### Work required
Every line with "single" in it should be copied from the data.

(Items listed in a dataset)
# # #

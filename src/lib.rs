//! Line indexer and change detector for very large log files.
//!
//! Scans a text file sequentially and builds a compact index that lets a
//! viewer locate and render any line in O(1) without rescanning:
//! - per-line byte positions (one `u64` per line) with a synthetic final
//!   entry for files whose last line has no terminating LF;
//! - the widest line seen, in display columns after tab expansion;
//! - a rolling header/body/tail content fingerprint used later to classify
//!   the on-disk file as unchanged, appended-to, or anything else.
//!
//! Indexing flow (single operation):
//!
//! ```text
//! File -> reader thread -> bounded channel -> parse_data_block -> IndexingStore
//!                                                   |
//!                                                   +-> progress / finished events
//! ```
//!
//! The reader and parser run concurrently with bounded memory; commits land
//! in file order through the store's write accessor. Operations (FullIndex,
//! PartialIndex, CheckFileChanges) are serialised by [`IndexWorker`] onto a
//! single background slot with cooperative cancellation.
//!
//! The crate never decodes text and never writes to disk; the indexed file
//! is read-only input.

pub mod change;
pub mod config;
pub mod digest;
pub mod encoding;
pub mod error;
pub mod events;
pub mod fingerprint;
pub mod line_positions;
pub mod parse;
pub mod pipeline;
pub mod store;
pub mod types;
pub mod worker;

pub use change::{check_file_changes, MonitoredFileStatus};
pub use config::IndexConfig;
pub use digest::{Digest, FileDigest};
pub use encoding::{detect_encoding, EncodingParameters, TextCodec};
pub use error::ScanSetupError;
pub use events::{CollectingObserver, IndexingObserver, NullObserver, ObserverEvent};
pub use fingerprint::IndexedHash;
pub use line_positions::{BlockLinePositions, LinePositionArray};
pub use pipeline::IndexOperation;
pub use store::IndexingStore;
pub use types::{
    InterruptRequest, LineLength, LineNumber, LineOffset, LinesCount, INDEXING_BLOCK_SIZE,
    TAB_STOP,
};
pub use worker::IndexWorker;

# # #

### Answer space
//! Indexing flow (single operation):
//! single background slot with cooperative cancellation.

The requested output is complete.